日々邁進:番外17 アドバイザリースタッフの後始末 その3

サプリメントの機能性を伝えることと、表示の法規制の厳しい条件の中で、ある程度のことを伝えられるようになった始まりは、ヒト試験の結果を根拠として機能性が表示できる特定保健用食品(トクホ)の制度で、その制度が始まったのは1991年のことでした。

有効性ではなく、機能性という表記が規制にも使われるようになり、例えば高血圧を改善する有効性ではなく、血圧の上昇を抑えるという機能性という使い分けです。

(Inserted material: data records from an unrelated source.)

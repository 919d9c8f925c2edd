//! Maps correspondents to chat threads.
//!
//! Every `(kind, target)` pair owns at most one thread. The first message
//! from a new correspondent creates a chat thread and records it; later
//! messages reuse the stored handle.

use crate::chat::ChatPlatform;
use crate::error::{BridgeError, BridgeResult};
use crate::store::{InsertOutcome, ThreadStore};
use shared_types::{NewThread, Thread, ThreadHandle, ThreadKind};
use std::sync::Arc;

pub struct ThreadReconciler {
    store: Arc<dyn ThreadStore>,
    chat: Arc<dyn ChatPlatform>,
    space_id: i64,
}

impl ThreadReconciler {
    pub fn new(store: Arc<dyn ThreadStore>, chat: Arc<dyn ChatPlatform>, space_id: i64) -> Self {
        Self {
            store,
            chat,
            space_id,
        }
    }

    /// Handle of the thread for `(kind, target)`, creating it if needed.
    ///
    /// Two callers racing on the same new target both create a chat thread,
    /// but only one insert wins. The loser deletes its own chat thread and
    /// returns the winner's handle.
    pub async fn resolve_or_create(
        &self,
        kind: ThreadKind,
        target: &str,
        display_hint: &str,
    ) -> BridgeResult<ThreadHandle> {
        if let Some(thread) = self.store.find_by_target(kind, target).await? {
            return Ok(thread.thread_handle);
        }

        let handle = self.chat.create_thread(self.space_id, display_hint).await?;

        match self
            .store
            .insert_if_absent(NewThread::new(kind, target, handle))
            .await
        {
            Ok(InsertOutcome::Inserted(thread)) => {
                tracing::info!(
                    "Created {} thread {} for {}",
                    thread.kind,
                    thread.thread_handle,
                    thread.target
                );
                Ok(thread.thread_handle)
            }
            Ok(InsertOutcome::Existing(existing)) => {
                tracing::warn!(
                    "Thread for {} was created concurrently; discarding duplicate {}",
                    target,
                    handle
                );
                self.discard_thread(handle).await;
                Ok(existing.thread_handle)
            }
            // The write may have landed before the error surfaced; only a
            // thread no row points at is safe to delete.
            Err(e) => match self.store.find_by_target(kind, target).await {
                Ok(Some(thread)) if thread.thread_handle == handle => {
                    tracing::warn!(
                        "Insert for {} reported an error but thread {} was recorded: {}",
                        target,
                        handle,
                        e
                    );
                    Ok(handle)
                }
                Ok(_) => {
                    self.discard_thread(handle).await;
                    Err(e)
                }
                Err(lookup) => {
                    tracing::warn!(
                        "Keeping thread {} for {}, could not confirm it is unreferenced: {}",
                        handle,
                        target,
                        lookup
                    );
                    Err(e)
                }
            },
        }
    }

    /// Record the subject and message reference of the latest inbound message
    pub async fn refresh_metadata(
        &self,
        handle: ThreadHandle,
        subject: &str,
        message_ref: &str,
    ) -> BridgeResult<()> {
        self.store.update_metadata(handle, subject, message_ref).await
    }

    pub async fn resolve_by_handle(&self, handle: ThreadHandle) -> BridgeResult<Thread> {
        self.store
            .find_by_handle(handle)
            .await?
            .ok_or(BridgeError::ThreadNotFound(handle))
    }

    async fn discard_thread(&self, handle: ThreadHandle) {
        if let Err(e) = self.chat.delete_thread(self.space_id, handle).await {
            tracing::warn!("Failed to delete orphaned thread {}: {}", handle, e);
        }
    }
}
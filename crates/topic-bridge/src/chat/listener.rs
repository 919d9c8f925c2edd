use super::telegram::chat_update_from;
use super::ChatUpdate;
use async_trait::async_trait;
use std::sync::Arc;
use std::time::Duration;
use teloxide::prelude::*;
use teloxide::types::AllowedUpdate;
use teloxide::update_listeners::Polling;
use tokio_util::sync::CancellationToken;

/// Consumer of chat updates; one invocation per update, run concurrently
#[async_trait]
pub trait UpdateHandler: Send + Sync + 'static {
    async fn handle_update(&self, update: ChatUpdate);
}

/// Long-polling receive loop for chat messages.
///
/// Each message is handed to the handler on its own task. Cancelling the
/// token stops polling but leaves already spawned handlers running.
pub struct ChatListener {
    bot: Bot,
    handler: Arc<dyn UpdateHandler>,
    long_poll: Duration,
    cancel: CancellationToken,
}

impl ChatListener {
    pub fn new(
        bot: Bot,
        handler: Arc<dyn UpdateHandler>,
        long_poll: Duration,
        cancel: CancellationToken,
    ) -> Self {
        Self {
            bot,
            handler,
            long_poll,
            cancel,
        }
    }

    pub async fn run(self) {
        tracing::info!("Chat listener started (long poll: {:?})", self.long_poll);

        let listener = Polling::builder(self.bot.clone())
            .timeout(self.long_poll)
            .allowed_updates(vec![AllowedUpdate::Message])
            .build();

        let mut dispatcher = Dispatcher::builder(
            self.bot,
            Update::filter_message().endpoint(forward_message),
        )
        .dependencies(dptree::deps![self.handler])
        .default_handler(|_upd| async {})
        .build();

        tokio::select! {
            biased;
            _ = self.cancel.cancelled() => {}
            _ = dispatcher.dispatch_with_listener(
                listener,
                LoggingErrorHandler::with_custom_text("Failed to poll chat updates"),
            ) => {}
        }

        tracing::info!("Chat listener stopped");
    }
}

async fn forward_message(
    msg: Message,
    handler: Arc<dyn UpdateHandler>,
) -> Result<(), Box<dyn std::error::Error + Send + Sync>> {
    let Some(update) = chat_update_from(&msg) else {
        tracing::debug!("Ignoring message {} without text", msg.id.0);
        return Ok(());
    };

    tokio::spawn(async move {
        handler.handle_update(update).await;
    });
    Ok(())
}
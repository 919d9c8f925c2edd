use super::MailMessage;
use crate::error::{BridgeError, BridgeResult};
use mailparse::{DispositionType, ParsedMail};

/// Return the best human-readable body of `message`.
///
/// The first `text/plain` part wins regardless of where any `text/html` part
/// sits in part order. Without a plain part, non-empty raw HTML is returned
/// as-is.
/// Attachment parts are never considered.
pub fn extract_body(message: &MailMessage) -> BridgeResult<String> {
    let raw = message
        .body_section()
        .ok_or_else(|| BridgeError::NoReadableBody("message has no body section".to_string()))?;

    let parsed = mailparse::parse_mail(raw)
        .map_err(|e| BridgeError::NoReadableBody(format!("unparseable message: {}", e)))?;

    let mut html_body = None;
    if let Some(plain) = find_plain_part(&parsed, &mut html_body) {
        return Ok(plain);
    }

    html_body
        .filter(|body| !body.is_empty())
        .ok_or_else(|| BridgeError::NoReadableBody("no text/plain or text/html part".to_string()))
}

/// Depth-first over leaf parts. Returns the first plain body; records the
/// last HTML body seen on the way.
fn find_plain_part(part: &ParsedMail<'_>, html_body: &mut Option<String>) -> Option<String> {
    if part.get_content_disposition().disposition == DispositionType::Attachment {
        return None;
    }

    if !part.subparts.is_empty() {
        return part
            .subparts
            .iter()
            .find_map(|sub| find_plain_part(sub, html_body));
    }

    let mimetype = part.ctype.mimetype.to_lowercase();
    if mimetype != "text/plain" && mimetype != "text/html" {
        return None;
    }

    // An unreadable part is skipped, not fatal
    let body = match part.get_body() {
        Ok(body) => body,
        Err(e) => {
            tracing::debug!("Skipping unreadable {} part: {}", mimetype, e);
            return None;
        }
    };

    if mimetype == "text/plain" {
        Some(body)
    } else {
        *html_body = Some(body);
        None
    }
}

/// Drop quoted reply history: keep the text before the first `"> "` marker.
pub fn strip_quoted(body: &str) -> &str {
    body.split("> ").next().unwrap_or_default().trim()
}
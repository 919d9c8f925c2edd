use super::{InsertOutcome, ThreadStore};
use crate::db::DbPool;
use crate::error::{BridgeError, BridgeResult};
use crate::models::{NewThreadRow, ThreadRow};
use async_trait::async_trait;
use diesel::prelude::*;
use diesel_async::{AsyncPgConnection, RunQueryDsl};
use shared_types::{NewThread, Thread, ThreadHandle, ThreadKind};

/// Thread store backed by the `threads` table.
///
/// Uniqueness of `(kind, target)` and of `thread_handle` is enforced by the
/// database's unique indexes; see `migrations/`.
#[derive(Clone)]
pub struct PgThreadStore {
    pool: DbPool,
}

impl PgThreadStore {
    pub fn new(pool: DbPool) -> Self {
        Self { pool }
    }
}

async fn get_by_target(
    conn: &mut AsyncPgConnection,
    thread_kind: ThreadKind,
    target_addr: &str,
) -> BridgeResult<Option<Thread>> {
    use crate::schema::threads::dsl::*;

    let row = threads
        .filter(kind.eq(thread_kind.as_str()))
        .filter(target.eq(target_addr))
        .select(ThreadRow::as_select())
        .first::<ThreadRow>(conn)
        .await
        .optional()?;

    row.map(Thread::try_from).transpose()
}

#[async_trait]
impl ThreadStore for PgThreadStore {
    async fn find_by_target(
        &self,
        thread_kind: ThreadKind,
        target_addr: &str,
    ) -> BridgeResult<Option<Thread>> {
        let mut conn = self.pool.get().await?;
        get_by_target(&mut conn, thread_kind, target_addr).await
    }

    async fn find_by_handle(&self, handle: ThreadHandle) -> BridgeResult<Option<Thread>> {
        use crate::schema::threads::dsl::*;

        let mut conn = self.pool.get().await?;

        let row = threads
            .filter(thread_handle.eq(handle.get()))
            .select(ThreadRow::as_select())
            .first::<ThreadRow>(&mut conn)
            .await
            .optional()?;

        row.map(Thread::try_from).transpose()
    }

    async fn insert_if_absent(&self, new: NewThread) -> BridgeResult<InsertOutcome> {
        use crate::schema::threads::dsl::*;

        let mut conn = self.pool.get().await?;

        let inserted = diesel::insert_into(threads)
            .values(NewThreadRow::from(&new))
            .on_conflict((kind, target))
            .do_nothing()
            .returning(ThreadRow::as_returning())
            .get_result::<ThreadRow>(&mut conn)
            .await
            .optional()?;

        if let Some(row) = inserted {
            return Ok(InsertOutcome::Inserted(row.try_into()?));
        }

        // ON CONFLICT DO NOTHING returns no row; read the winner back.
        match get_by_target(&mut conn, new.kind, &new.target).await? {
            Some(existing) => Ok(InsertOutcome::Existing(existing)),
            None => Err(BridgeError::not_found(format!(
                "thread for {} {}",
                new.kind, new.target
            ))),
        }
    }

    async fn update_metadata(
        &self,
        handle: ThreadHandle,
        subject: &str,
        message_ref: &str,
    ) -> BridgeResult<()> {
        use crate::schema::threads::dsl::*;

        let mut conn = self.pool.get().await?;

        let updated = diesel::update(threads.filter(thread_handle.eq(handle.get())))
            .set((
                last_subject.eq(Some(subject)),
                last_message_ref.eq(Some(message_ref)),
            ))
            .execute(&mut conn)
            .await?;

        if updated == 0 {
            return Err(BridgeError::not_found(format!("thread {}", handle)));
        }

        Ok(())
    }
}
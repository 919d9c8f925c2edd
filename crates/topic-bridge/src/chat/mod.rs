//! Chat side of the bridge: creating and posting into per-correspondent
//! threads, and receiving messages typed into them.

mod listener;
mod telegram;

pub use listener::{ChatListener, UpdateHandler};
pub use telegram::TelegramClient;

use crate::error::BridgeResult;
use async_trait::async_trait;
use shared_types::ThreadHandle;

/// A message typed by someone in the chat
#[derive(Debug, Clone, PartialEq, Eq)]
pub struct ChatUpdate {
    /// Chat the message was posted in
    pub space_id: i64,
    /// Set only for messages posted inside a topic
    pub thread_handle: Option<ThreadHandle>,
    pub text: String,
    pub sender_name: String,
    pub from_bot: bool,
}

/// Thread operations on the chat platform
#[async_trait]
pub trait ChatPlatform: Send + Sync {
    async fn create_thread(&self, space_id: i64, title: &str) -> BridgeResult<ThreadHandle>;

    async fn post_message(&self, space_id: i64, handle: ThreadHandle, text: &str)
        -> BridgeResult<()>;

    async fn delete_thread(&self, space_id: i64, handle: ThreadHandle) -> BridgeResult<()>;
}

/// "First Last", or just the first name
pub fn display_name(first_name: &str, last_name: Option<&str>) -> String {
    match last_name.map(str::trim).filter(|l| !l.is_empty()) {
        Some(last) => format!("{} {}", first_name.trim(), last),
        None => first_name.trim().to_string(),
    }
}
//! Bridges a mailbox and a forum-style group chat: each correspondent gets a
//! thread, inbound mail is posted into it, and messages typed into the
//! thread go back out as replies.

pub mod chat;
pub mod config;
pub mod db;
pub mod dispatch;
pub mod error;
pub mod mail;
pub mod models;
pub mod poller;
pub mod reconciler;
pub mod schema;
pub mod store;

#[cfg(test)]
mod testing;
//! Operation dispatcher.
//!
//! Serialises FullIndex / PartialIndex / CheckFileChanges onto a single
//! background execution slot. Submitting while an operation is in flight
//! waits for it to finish first; submission never sets the interrupt flag,
//! so callers that want to abandon a running scan must call
//! [`IndexWorker::interrupt`] explicitly. Dropping the worker interrupts and
//! joins whatever is running.

use std::path::PathBuf;
use std::sync::{Arc, Mutex};
use std::thread::{self, JoinHandle};

use tracing::{debug, info};

use crate::change;
use crate::config::IndexConfig;
use crate::encoding::TextCodec;
use crate::events::IndexingObserver;
use crate::pipeline::IndexOperation;
use crate::store::IndexingStore;
use crate::types::InterruptRequest;

/// Everything an operation needs, snapshotted at submission time.
struct OperationContext {
    file_path: PathBuf,
    store: Arc<IndexingStore>,
    config: IndexConfig,
    interrupt: Arc<InterruptRequest>,
    observer: Arc<dyn IndexingObserver>,
}

/// Background worker owning the single operation slot for one file session.
pub struct IndexWorker {
    store: Arc<IndexingStore>,
    observer: Arc<dyn IndexingObserver>,
    config: IndexConfig,
    interrupt: Arc<InterruptRequest>,
    file_path: Mutex<PathBuf>,
    operation: Mutex<Option<JoinHandle<bool>>>,
}

impl IndexWorker {
    pub fn new(
        store: Arc<IndexingStore>,
        observer: Arc<dyn IndexingObserver>,
        config: IndexConfig,
    ) -> Self {
        Self {
            store,
            observer,
            config,
            interrupt: Arc::new(InterruptRequest::new()),
            file_path: Mutex::new(PathBuf::new()),
            operation: Mutex::new(None),
        }
    }

    /// Sets the file targeted by subsequent operations.
    pub fn attach_file(&self, file_path: impl Into<PathBuf>) {
        let mut path = self.file_path.lock().expect("worker file path poisoned");
        *path = file_path.into();
    }

    /// Requests a FullIndex, optionally pinning the codec.
    pub fn index_all(&self, forced_encoding: Option<TextCodec>) {
        debug!("full index requested");
        self.submit(move |ctx| {
            IndexOperation::new(
                &ctx.file_path,
                &ctx.store,
                &ctx.config,
                &ctx.interrupt,
                ctx.observer.as_ref(),
            )
            .run_full(forced_encoding)
        });
    }

    /// Requests a PartialIndex from the currently indexed size.
    pub fn index_additional_lines(&self) {
        debug!("partial index requested");
        self.submit(|ctx| {
            IndexOperation::new(
                &ctx.file_path,
                &ctx.store,
                &ctx.config,
                &ctx.interrupt,
                ctx.observer.as_ref(),
            )
            .run_partial()
        });
    }

    /// Requests a change check against the stored fingerprint.
    pub fn check_file_changes(&self) {
        debug!("file change check requested");
        self.submit(|ctx| {
            change::run_check(
                &ctx.file_path,
                &ctx.store,
                &ctx.config,
                ctx.observer.as_ref(),
            );
            true
        });
    }

    /// Sets the interrupt flag observed by the running operation at its next
    /// block boundary. Does not wait.
    pub fn interrupt(&self) {
        info!("interrupt requested");
        self.interrupt.set();
    }

    /// Blocks until the in-flight operation, if any, has finished.
    pub fn wait_for_finished(&self) {
        let mut slot = self.operation.lock().expect("worker operation slot poisoned");
        if let Some(handle) = slot.take() {
            let _ = handle.join();
        }
    }

    fn submit(&self, run: impl FnOnce(&OperationContext) -> bool + Send + 'static) {
        let mut slot = self.operation.lock().expect("worker operation slot poisoned");

        // One slot: the previous operation runs to completion first.
        if let Some(previous) = slot.take() {
            let _ = previous.join();
        }
        self.interrupt.clear();

        let ctx = OperationContext {
            file_path: self
                .file_path
                .lock()
                .expect("worker file path poisoned")
                .clone(),
            store: Arc::clone(&self.store),
            config: self.config.clone(),
            interrupt: Arc::clone(&self.interrupt),
            observer: Arc::clone(&self.observer),
        };

        let handle = thread::Builder::new()
            .name("logdex-worker".into())
            .spawn(move || run(&ctx))
            .expect("failed to spawn indexing worker thread");
        *slot = Some(handle);
    }
}

impl Drop for IndexWorker {
    fn drop(&mut self) {
        self.interrupt.set();
        self.wait_for_finished();
    }
}
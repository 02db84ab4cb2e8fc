//! Core value types shared across the indexer.
//!
//! All offsets are byte positions; widths are display columns after tab
//! expansion. The newtypes are deliberately thin `Copy` wrappers so hot-path
//! arithmetic stays explicit at the call site.

use std::sync::atomic::{AtomicBool, Ordering};

/// Size of a single read block, in bytes.
///
/// The reader never hands the parser more than this per block, and the
/// rolling fingerprint bounds its retained header/tail bytes in multiples
/// of it.
pub const INDEXING_BLOCK_SIZE: usize = 1024 * 1024;

/// Fixed column grid against which `\t` expands.
pub const TAB_STOP: u64 = 8;

/// Byte position within the indexed file.
#[derive(Clone, Copy, Debug, Default, PartialEq, Eq, PartialOrd, Ord, Hash)]
pub struct LineOffset(pub u64);

/// 0-based index into the line-position array.
#[derive(Clone, Copy, Debug, Default, PartialEq, Eq, PartialOrd, Ord, Hash)]
pub struct LineNumber(pub u64);

/// Width of a line in display columns, after tab expansion.
///
/// For multi-byte encodings this counts bytes of the line's code units, the
/// same unit in which offsets advance.
#[derive(Clone, Copy, Debug, Default, PartialEq, Eq, PartialOrd, Ord, Hash)]
pub struct LineLength(pub u32);

/// Number of indexed lines.
#[derive(Clone, Copy, Debug, Default, PartialEq, Eq, PartialOrd, Ord, Hash)]
pub struct LinesCount(pub u64);

/// Cooperative interrupt flag shared between an operation and its pipeline.
///
/// Set-once per operation lifetime: the dispatcher clears it when a new
/// operation starts and sets it on `interrupt()` or teardown. The reader and
/// parser observe it between blocks only; an in-progress block always
/// completes.
#[derive(Debug, Default)]
pub struct InterruptRequest {
    flag: AtomicBool,
}

impl InterruptRequest {
    pub fn new() -> Self {
        Self::default()
    }

    pub fn set(&self) {
        self.flag.store(true, Ordering::Release);
    }

    pub fn clear(&self) {
        self.flag.store(false, Ordering::Release);
    }

    pub fn is_set(&self) -> bool {
        self.flag.load(Ordering::Acquire)
    }
}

特定保健用食品で許可された表示の内容を、特定保健用食品として認められていないサプリメントが表示すると、以前よりも厳しく取り締まられるようになりました。

ビタミン、ミネラル、脂肪酸の一部が機能性を表示して販売することが認められた栄養機能食品制度が始まったのは2001年です。栄養機能食品は一定の量が含まれていることで、自己責任で機能性の一部を表示することができるものです。

この制度の弱点を突くような形で、ビタミンやミネラルで栄養機能食品として販売ができるだけなのに、それに加えた特徴的な成分が、あたかも国によって栄養機能食品として認められたかのようにして販売する会社が続出しました。

このようなことを取り締まるために、商品パッケージの表示が、より厳しくなっていきました。

論文や既存の食品で機能性が確認されているものは、その根拠を示して届出をすることによって販売できる機能性表示食品制度が始まったのは2015年です。特定保健用食品が販売する商品によって研究を行い、国の許可を受けなければならないのに対して、機能性表示食品は販売会社の自己責任によって行われるもので、かなりのバラツキがみられました。

機能性表示食品についても、許可された表示の内容を、機能性表示食品として認められていないサプリメントに表示したときの規制が厳しくなり、「無承認無許可医薬品監視指導マニュアル」の内容を再確認する会社が増えました。

この支援の依頼も私に回ってきたものの、機能性表示食品制度の委員をしている2年間は、利益相反から何もできず、その2年後は東京から岡山に移住したので、依頼に充分に応えることはできなかったのが実際のところです。